• Brief
Your answer should be one number: how many lines of the records hold the string "UserStatsSnapshot".

++++++++++++++++++++

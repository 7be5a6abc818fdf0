use super::*;

/// Tests reading a member's snapshot.
///
/// Verifies that only the member's rows in that guild are returned and nothing is removed.
///
/// Expected: Ok with 2 grants, table still holding 3 rows
#[tokio::test]
async fn get_reads_without_removing() -> Result<(), DbErr> {
    let test = TestBuilder::new().with_promotion_tables().build().await.unwrap();
    let db = test.db.as_ref().unwrap();

    factory::create_left_member_grant(db, "1", "10", "100", None).await?;
    factory::create_left_member_grant(db, "1", "10", "101", Some(Utc::now() - TimeDelta::hours(1)))
        .await?;
    factory::create_left_member_grant(db, "2", "10", "100", None).await?;

    let repo = LeftMemberRepository::new(db);

    assert_eq!(repo.get(1, 10).await?.len(), 2);
    assert_eq!(entity::prelude::LeftMemberGrant::find().count(db).await?, 3);

    Ok(())
}

/// Tests moving one snapshotted grant back into the active grants.
///
/// Verifies that the grant keeps its role and end time, only that snapshot row is removed,
/// and the member's other saved grant is left in place.
///
/// Expected: Ok with the restored grant, 1 snapshot row left
#[tokio::test]
async fn restore_moves_single_row() -> Result<(), DbErr> {
    let test = TestBuilder::new().with_promotion_tables().build().await.unwrap();
    let db = test.db.as_ref().unwrap();

    let end_time = Utc::now() + TimeDelta::days(2);
    factory::create_left_member_grant(db, "1", "10", "100", Some(end_time)).await?;
    factory::create_left_member_grant(db, "1", "10", "101", None).await?;

    let repo = LeftMemberRepository::new(db);
    let snapshot = repo.get(1, 10).await?;
    let saved = snapshot
        .iter()
        .find(|g| g.role_id == 100)
        .expect("saved grant for role 100");

    let grant = repo.restore(saved).await?;

    assert_eq!(grant.role_id, 100);
    assert_eq!(grant.end_time, saved.end_time);
    assert_eq!(entity::prelude::PromotionGrant::find().count(db).await?, 1);

    let left = repo.get(1, 10).await?;
    assert_eq!(left.len(), 1);
    assert_eq!(left[0].role_id, 101);

    Ok(())
}

/// Tests discarding a snapshotted grant.
///
/// Expected: row removed, no active grant created
#[tokio::test]
async fn discard_removes_row() -> Result<(), DbErr> {
    let test = TestBuilder::new().with_promotion_tables().build().await.unwrap();
    let db = test.db.as_ref().unwrap();

    let saved = factory::create_left_member_grant(
        db,
        "1",
        "10",
        "100",
        Some(Utc::now() - TimeDelta::hours(1)),
    )
    .await?;

    let repo = LeftMemberRepository::new(db);
    repo.discard(saved.id).await?;

    assert!(repo.get(1, 10).await?.is_empty());
    assert_eq!(entity::prelude::PromotionGrant::find().count(db).await?, 0);

    Ok(())
}
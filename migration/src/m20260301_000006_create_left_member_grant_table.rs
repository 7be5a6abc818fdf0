use sea_orm_migration::{prelude::*, schema::*};

#[derive(DeriveMigrationName)]
pub struct Migration;

#[async_trait::async_trait]
impl MigrationTrait for Migration {
    async fn up(&self, manager: &SchemaManager) -> Result<(), DbErr> {
        manager
            .create_table(
                Table::create()
                    .table(LeftMemberGrant::Table)
                    .if_not_exists()
                    .col(pk_auto(LeftMemberGrant::Id))
                    .col(string(LeftMemberGrant::GuildId))
                    .col(string(LeftMemberGrant::UserId))
                    .col(string(LeftMemberGrant::RoleId))
                    .col(text(LeftMemberGrant::Reason))
                    .col(string(LeftMemberGrant::ByUserId))
                    .col(timestamp(LeftMemberGrant::StartTime))
                    .col(timestamp_null(LeftMemberGrant::EndTime))
                    .col(string(LeftMemberGrant::Duration))
                    .col(text_null(LeftMemberGrant::UserStatsSnapshot))
                    .col(timestamp(LeftMemberGrant::LeftAt))
                    .to_owned(),
            )
            .await?;

        manager
            .create_index(
                Index::create()
                    .name("idx_left_member_grant_member")
                    .table(LeftMemberGrant::Table)
                    .col(LeftMemberGrant::GuildId)
                    .col(LeftMemberGrant::UserId)
                    .to_owned(),
            )
            .await?;

        Ok(())
    }

    async fn down(&self, manager: &SchemaManager) -> Result<(), DbErr> {
        manager
            .drop_index(
                Index::drop()
                    .name("idx_left_member_grant_member")
                    .table(LeftMemberGrant::Table)
                    .to_owned(),
            )
            .await?;

        manager
            .drop_table(Table::drop().table(LeftMemberGrant::Table).to_owned())
            .await
    }
}

#[derive(DeriveIden)]
pub enum LeftMemberGrant {
    Table,
    Id,
    GuildId,
    UserId,
    RoleId,
    Reason,
    ByUserId,
    StartTime,
    EndTime,
    Duration,
    UserStatsSnapshot,
    LeftAt,
}
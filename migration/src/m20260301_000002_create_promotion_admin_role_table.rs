use sea_orm_migration::{prelude::*, schema::*};

#[derive(DeriveMigrationName)]
pub struct Migration;

#[async_trait::async_trait]
impl MigrationTrait for Migration {
    async fn up(&self, manager: &SchemaManager) -> Result<(), DbErr> {
        manager
            .create_table(
                Table::create()
                    .table(PromotionAdminRole::Table)
                    .if_not_exists()
                    .col(pk_auto(PromotionAdminRole::Id))
                    .col(string(PromotionAdminRole::GuildId))
                    .col(string(PromotionAdminRole::RoleId))
                    .index(
                        Index::create()
                            .unique()
                            .name("idx_promotion_admin_role_unique")
                            .col(PromotionAdminRole::GuildId)
                            .col(PromotionAdminRole::RoleId),
                    )
                    .to_owned(),
            )
            .await
    }

    async fn down(&self, manager: &SchemaManager) -> Result<(), DbErr> {
        manager
            .drop_table(Table::drop().table(PromotionAdminRole::Table).to_owned())
            .await
    }
}

#[derive(DeriveIden)]
pub enum PromotionAdminRole {
    Table,
    Id,
    GuildId,
    RoleId,
}
//! Promotion and ban durations.
//!
//! User input such as `7d`, `12 h` or `permanent` is parsed once at the command boundary
//! into a `PromotionDuration`; records store its canonical label and end time.

use chrono::{DateTime, TimeDelta, Utc};
use fundu::{DurationParser, TimeUnit};

use crate::error::promotion::PromotionError;

const PARSER: DurationParser<'static> = DurationParser::builder()
    .time_units(&[
        TimeUnit::Second,
        TimeUnit::Minute,
        TimeUnit::Hour,
        TimeUnit::Day,
        TimeUnit::Week,
    ])
    .allow_time_unit_delimiter()
    .disable_exponent()
    .build();

const PERMANENT_KEYWORDS: [&str; 5] = ["permanent", "perm", "forever", "p", "0"];

/// Longest timed duration accepted from users, about ten years.
const MAX_DURATION_DAYS: i64 = 3650;

/// Stored label for permanent durations.
pub const PERMANENT_LABEL: &str = "permanent";

/// Length of a promotion or ban.
#[derive(Debug, Clone, Copy, PartialEq, Eq)]
pub enum PromotionDuration {
    /// Never expires; the grant or ban has no end time.
    Permanent,
    /// Expires this long after it starts.
    Timed(TimeDelta),
}

impl PromotionDuration {
    /// Parses user input into a duration.
    ///
    /// # Returns
    /// - `Ok(PromotionDuration)` - Permanent keyword or a positive number with a unit
    /// - `Err(PromotionError::InvalidDuration)` - Unit-less, zero, negative, longer than ten
    ///   years or unparsable input
    pub fn parse(input: &str) -> Result<Self, PromotionError> {
        let value = input.trim().to_lowercase();
        let invalid = || PromotionError::InvalidDuration(input.trim().to_string());

        if PERMANENT_KEYWORDS.contains(&value.as_str()) {
            return Ok(Self::Permanent);
        }

        // fundu falls back to seconds when no unit is given
        if !value.ends_with(|c: char| c.is_ascii_alphabetic()) {
            return Err(invalid());
        }

        let parsed = PARSER.parse(&value).map_err(|_| invalid())?;
        let delta = TimeDelta::try_from(parsed).map_err(|_| invalid())?;

        if delta <= TimeDelta::zero() || delta > TimeDelta::days(MAX_DURATION_DAYS) {
            return Err(invalid());
        }

        Ok(Self::Timed(delta))
    }

    /// Reads back a label written by `as_stored`.
    pub fn from_stored(value: &str) -> Option<Self> {
        Self::parse(value).ok()
    }

    pub fn is_permanent(&self) -> bool {
        matches!(self, Self::Permanent)
    }

    /// End time for something starting at `start`; `None` exactly when permanent.
    pub fn end_time(&self, start: DateTime<Utc>) -> Option<DateTime<Utc>> {
        match self {
            Self::Permanent => None,
            Self::Timed(delta) => Some(
                start
                    .checked_add_signed(*delta)
                    .unwrap_or(DateTime::<Utc>::MAX_UTC),
            ),
        }
    }

    /// Canonical label, using the largest unit that divides the duration exactly.
    pub fn as_stored(&self) -> String {
        let Self::Timed(delta) = self else {
            return PERMANENT_LABEL.to_string();
        };

        let seconds = delta.num_seconds();
        let units = [(86_400, "d"), (3_600, "h"), (60, "m")];

        for (size, suffix) in units {
            if seconds % size == 0 {
                return format!("{}{}", seconds / size, suffix);
            }
        }

        format!("{}s", seconds)
    }
}

impl std::fmt::Display for PromotionDuration {
    fn fmt(&self, f: &mut std::fmt::Formatter<'_>) -> std::fmt::Result {
        match self {
            Self::Permanent => f.write_str("permanent"),
            Self::Timed(_) => f.write_str(&self.as_stored()),
        }
    }
}
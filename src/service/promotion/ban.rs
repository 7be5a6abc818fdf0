//! Promotion bans.

use chrono::{DateTime, Utc};

use crate::{
    data::PromotionBanRepository,
    error::{promotion::PromotionError, AppError},
    model::{
        log::{LogAction, NewLogEntry},
        promotion::{AddBanParam, NewPromotionBan, PromotionBan},
    },
};

use super::{embed, PromotionService};

impl<'a> PromotionService<'a> {
    /// Bans a member from receiving promotions.
    ///
    /// A member has at most one ban per guild. A ban whose end time has passed but that the
    /// poller has not removed yet is replaced.
    ///
    /// Existing grants are left in place; the ban only blocks new ones.
    ///
    /// # Returns
    /// - `Ok(PromotionBan)` - The stored ban
    /// - `Err(AppError::PromotionErr(AlreadyBanned))` - An unexpired ban exists
    /// - `Err(AppError::DbErr)` - Database error
    pub async fn add_promotion_ban(&self, param: AddBanParam) -> Result<PromotionBan, AppError> {
        let ban_repo = PromotionBanRepository::new(self.db);
        let now = Utc::now();

        if ban_repo
            .find_active(param.guild_id, param.user_id, now)
            .await?
            .is_some()
        {
            return Err(PromotionError::AlreadyBanned.into());
        }

        let ban = ban_repo
            .create(NewPromotionBan {
                guild_id: param.guild_id,
                user_id: param.user_id,
                reason: param.reason.clone(),
                by_user_id: param.by_user_id,
                start_time: now,
                end_time: param.duration.end_time(now),
            })
            .await?;

        tracing::info!(
            "Banned user {} from promotions in guild {} ({})",
            param.user_id,
            param.guild_id,
            param.duration
        );

        self.record(NewLogEntry {
            guild_id: param.guild_id,
            action: LogAction::BanAdded,
            user_id: param.user_id,
            role_id: None,
            by_user_id: Some(param.by_user_id),
            details: format!("Duration: {}. Reason: {}", param.duration, param.reason),
        })
        .await;

        let guild_name = self.guild_name(param.guild_id).await;
        self.notify_member(
            param.guild_id,
            param.user_id,
            embed::banned_dm_embed(&ban, &guild_name),
        )
        .await;

        Ok(ban)
    }

    /// Lifts a member's promotion ban.
    ///
    /// # Returns
    /// - `Ok(())` - The ban record was deleted
    /// - `Err(AppError::PromotionErr(NotBanned))` - The member has no ban record
    /// - `Err(AppError::DbErr)` - Database error
    pub async fn remove_promotion_ban(
        &self,
        guild_id: u64,
        user_id: u64,
        by_user_id: u64,
    ) -> Result<(), AppError> {
        let ban_repo = PromotionBanRepository::new(self.db);

        if !ban_repo.delete(guild_id, user_id).await? {
            return Err(PromotionError::NotBanned.into());
        }

        tracing::info!(
            "Removed promotion ban of user {} in guild {}",
            user_id,
            guild_id
        );

        self.record(NewLogEntry {
            guild_id,
            action: LogAction::BanRemoved,
            user_id,
            role_id: None,
            by_user_id: Some(by_user_id),
            details: String::new(),
        })
        .await;

        Ok(())
    }

    /// Deletes every ban whose end time has passed and lets the member know.
    ///
    /// Safe to run repeatedly; a ban deleted by an earlier run or a manual unban is not
    /// counted again.
    ///
    /// # Returns
    /// - `Ok(usize)` - Number of bans that expired in this run
    /// - `Err(AppError::DbErr)` - Failed to query expired bans
    pub async fn expire_bans(&self, now: DateTime<Utc>) -> Result<usize, AppError> {
        let ban_repo = PromotionBanRepository::new(self.db);
        let expired = ban_repo.get_expired(now).await?;

        let mut count = 0;
        for ban in expired {
            match ban_repo.delete_by_id(ban.id).await {
                Ok(true) => {}
                Ok(false) => continue,
                Err(e) => {
                    tracing::error!("Failed to delete expired ban {}: {}", ban.id, e);
                    continue;
                }
            }

            count += 1;
            tracing::info!(
                "Promotion ban of user {} in guild {} expired",
                ban.user_id,
                ban.guild_id
            );

            self.record(NewLogEntry {
                guild_id: ban.guild_id,
                action: LogAction::BanExpired,
                user_id: ban.user_id,
                role_id: None,
                by_user_id: None,
                details: String::new(),
            })
            .await;

            let guild_name = self.guild_name(ban.guild_id).await;
            self.notify_member(
                ban.guild_id,
                ban.user_id,
                embed::ban_expired_dm_embed(&guild_name),
            )
            .await;
        }

        Ok(count)
    }
}
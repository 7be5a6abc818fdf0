use crate::{data::admin_application::AdminApplicationRepository, model::stats::UserStats};
use sea_orm::DbErr;
use test_utils::{builder::TestBuilder, factory};

mod create;
mod delete;
use super::*;

/// Tests building stats from totals and the last seven days.
///
/// Verifies that daily rows older than seven days are excluded from the window.
///
/// Expected: Ok with totals from the totals row and 2 active days in the window
#[tokio::test]
async fn sums_last_seven_days() -> Result<(), DbErr> {
    let test = TestBuilder::new().with_promotion_tables().build().await.unwrap();
    let db = test.db.as_ref().unwrap();

    let now = Utc::now();
    factory::create_activity(db, "1", "10", 500, 90, 40).await?;
    factory::create_daily_activity(db, "1", "10", &day_key(now), 5).await?;
    factory::create_daily_activity(db, "1", "10", &day_key(now - TimeDelta::days(6)), 7).await?;
    factory::create_daily_activity(db, "1", "10", &day_key(now - TimeDelta::days(7)), 100)
        .await?;

    let repo = UserActivityRepository::new(db);
    let stats = repo.get_stats(1, 10, now).await?;

    assert_eq!(stats.messages, 500);
    assert_eq!(stats.voice_minutes, 90);
    assert_eq!(stats.reactions, 40);
    assert_eq!(stats.last_7_days.messages, 12);
    assert_eq!(stats.last_7_days.active_days, 2);

    Ok(())
}

/// Tests stats for a member with no activity.
///
/// Expected: Ok with all counters zero
#[tokio::test]
async fn zero_for_unknown_member() -> Result<(), DbErr> {
    let test = TestBuilder::new().with_promotion_tables().build().await.unwrap();
    let db = test.db.as_ref().unwrap();

    let repo = UserActivityRepository::new(db);
    let stats = repo.get_stats(1, 10, Utc::now()).await?;

    assert_eq!(stats, Default::default());

    Ok(())
}
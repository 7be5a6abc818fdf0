use thiserror::Error;

/// Failures to turn a chat message into a `Command`.
#[derive(Error, Debug, PartialEq, Eq)]
pub enum CommandError {
    /// A required argument was not supplied.
    #[error("Missing argument `{0}`. Usage: `{1}`")]
    MissingArgument(&'static str, &'static str),

    /// An argument was supplied but could not be understood.
    #[error("Invalid {0}: `{1}`")]
    InvalidArgument(&'static str, String),

    /// The subcommand is not one the command knows.
    #[error("Unknown subcommand `{0}`. Usage: `{1}`")]
    UnknownSubcommand(String, &'static str),

    /// The invoking user is not allowed to run the command.
    #[error("You do not have permission to use this command.")]
    Forbidden,
}
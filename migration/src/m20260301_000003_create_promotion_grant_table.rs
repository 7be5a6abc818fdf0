use sea_orm_migration::{prelude::*, schema::*};

#[derive(DeriveMigrationName)]
pub struct Migration;

#[async_trait::async_trait]
impl MigrationTrait for Migration {
    async fn up(&self, manager: &SchemaManager) -> Result<(), DbErr> {
        manager
            .create_table(
                Table::create()
                    .table(PromotionGrant::Table)
                    .if_not_exists()
                    .col(pk_auto(PromotionGrant::Id))
                    .col(string(PromotionGrant::GuildId))
                    .col(string(PromotionGrant::UserId))
                    .col(string(PromotionGrant::RoleId))
                    .col(text(PromotionGrant::Reason))
                    .col(string(PromotionGrant::ByUserId))
                    .col(timestamp(PromotionGrant::StartTime))
                    .col(timestamp_null(PromotionGrant::EndTime))
                    .col(string(PromotionGrant::Duration))
                    .col(string(PromotionGrant::Status).default("active"))
                    .col(text_null(PromotionGrant::UserStatsSnapshot))
                    .index(
                        Index::create()
                            .unique()
                            .name("idx_promotion_grant_unique")
                            .col(PromotionGrant::GuildId)
                            .col(PromotionGrant::UserId)
                            .col(PromotionGrant::RoleId),
                    )
                    .to_owned(),
            )
            .await?;

        // Expiry poller scans by end_time
        manager
            .create_index(
                Index::create()
                    .name("idx_promotion_grant_end_time")
                    .table(PromotionGrant::Table)
                    .col(PromotionGrant::EndTime)
                    .to_owned(),
            )
            .await?;

        Ok(())
    }

    async fn down(&self, manager: &SchemaManager) -> Result<(), DbErr> {
        manager
            .drop_index(
                Index::drop()
                    .name("idx_promotion_grant_end_time")
                    .table(PromotionGrant::Table)
                    .to_owned(),
            )
            .await?;

        manager
            .drop_table(Table::drop().table(PromotionGrant::Table).to_owned())
            .await
    }
}

#[derive(DeriveIden)]
pub enum PromotionGrant {
    Table,
    Id,
    GuildId,
    UserId,
    RoleId,
    Reason,
    ByUserId,
    StartTime,
    EndTime,
    Duration,
    Status,
    UserStatsSnapshot,
}
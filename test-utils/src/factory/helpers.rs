//! Shared helper utilities for factory methods.

/// Counter for generating unique IDs in tests.
///
/// Each factory-created snowflake or name takes the next value so rows never collide within
/// a test binary.
static COUNTER: std::sync::atomic::AtomicU64 = std::sync::atomic::AtomicU64::new(1);

/// Gets the next unique counter value for test data.
///
/// # Returns
/// - `u64` - Next unique counter value
pub fn next_id() -> u64 {
    COUNTER.fetch_add(1, std::sync::atomic::Ordering::SeqCst)
}

/// Gets the next unique counter value formatted as a Discord snowflake string.
///
/// Values are offset so they read like real snowflakes in test output.
pub fn next_snowflake() -> String {
    (100_000_000_000_000_000 + next_id()).to_string()
}
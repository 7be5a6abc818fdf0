use super::*;

/// Tests storing an application with its stats snapshot.
///
/// Expected: Ok with the application found by id and by candidate
#[tokio::test]
async fn creates_application_with_snapshot() -> Result<(), DbErr> {
    let test = TestBuilder::new().with_application_tables().build().await.unwrap();
    let db = test.db.as_ref().unwrap();

    let stats = UserStats {
        messages: 120,
        voice_minutes: 30,
        ..Default::default()
    };

    let repo = AdminApplicationRepository::new(db);
    let created = repo.create("abcDEF123456", 1, 10, 20, &stats).await?;

    assert_eq!(created.id, "abcDEF123456");
    assert_eq!(created.user_stats_snapshot, Some(stats));

    let by_candidate = repo.find_by_candidate(1, 10).await?.unwrap();
    assert_eq!(by_candidate.id, created.id);
    assert_eq!(by_candidate.requester_id, 20);
    assert!(repo.find_by_candidate(2, 10).await?.is_none());

    Ok(())
}

/// Tests recording the approval embed location.
///
/// Expected: Ok with channel and message ids stored
#[tokio::test]
async fn stores_message_location() -> Result<(), DbErr> {
    let test = TestBuilder::new().with_application_tables().build().await.unwrap();
    let db = test.db.as_ref().unwrap();

    let application = factory::create_application(db, "1", "10", "20").await?;

    let repo = AdminApplicationRepository::new(db);
    repo.set_message(&application.id, 300, 400).await?;
    let found = repo.find_by_id(&application.id).await?.unwrap();

    assert_eq!(found.channel_id, Some(300));
    assert_eq!(found.message_id, Some(400));

    Ok(())
}
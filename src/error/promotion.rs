use thiserror::Error;

/// Validation failures of the promotion lifecycle.
///
/// Every variant's message is written for the Discord user who triggered the operation.
#[derive(Error, Debug, PartialEq, Eq)]
pub enum PromotionError {
    #[error("Invalid duration '{0}'. Use a number with s, m, h, d or w (e.g. `7d`), or `permanent`.")]
    InvalidDuration(String),

    #[error("That role is not in this server's promotable admin roles.")]
    RoleNotAllowed,

    #[error("I need the Manage Roles permission to do that.")]
    BotMissingPermission,

    #[error("That role is above or equal to my highest role, so I cannot manage it.")]
    RoleAboveBot,

    #[error("The member already holds a role at or above that one.")]
    TargetAlreadyHigher,

    #[error("You can only grant roles below your own highest role.")]
    GranterTooLow,

    #[error("This member is banned from promotions.")]
    TargetBanned,

    #[error("The member already has that role.")]
    AlreadyHasRole,

    #[error("That member is not in this server.")]
    MemberNotFound,

    #[error("That role does not exist in this server.")]
    RoleNotFound,

    #[error("No active promotion found for that member and role.")]
    GrantNotFound,

    #[error("This member is already banned from promotions.")]
    AlreadyBanned,

    #[error("This member is not banned from promotions.")]
    NotBanned,

    #[error("Bots cannot be nominated.")]
    CandidateIsBot,

    #[error("This member was rejected recently and can apply again <t:{0}:R>.")]
    CandidateOnCooldown(i64),

    #[error("This member already has a pending admin application.")]
    ApplicationPending,

    #[error("That application no longer exists.")]
    ApplicationNotFound,
}
//! Discord API access used by the services.
//!
//! Services never hold a serenity `Http` client directly. They talk to a `DiscordGateway`,
//! which the running bot backs with `SerenityGateway` and tests back with an in-memory fake.

pub mod gateway;

pub use gateway::{DiscordGateway, GuildRoster, MemberSnapshot, SerenityGateway};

++++++++++++++++++++

• Response to the exercise
4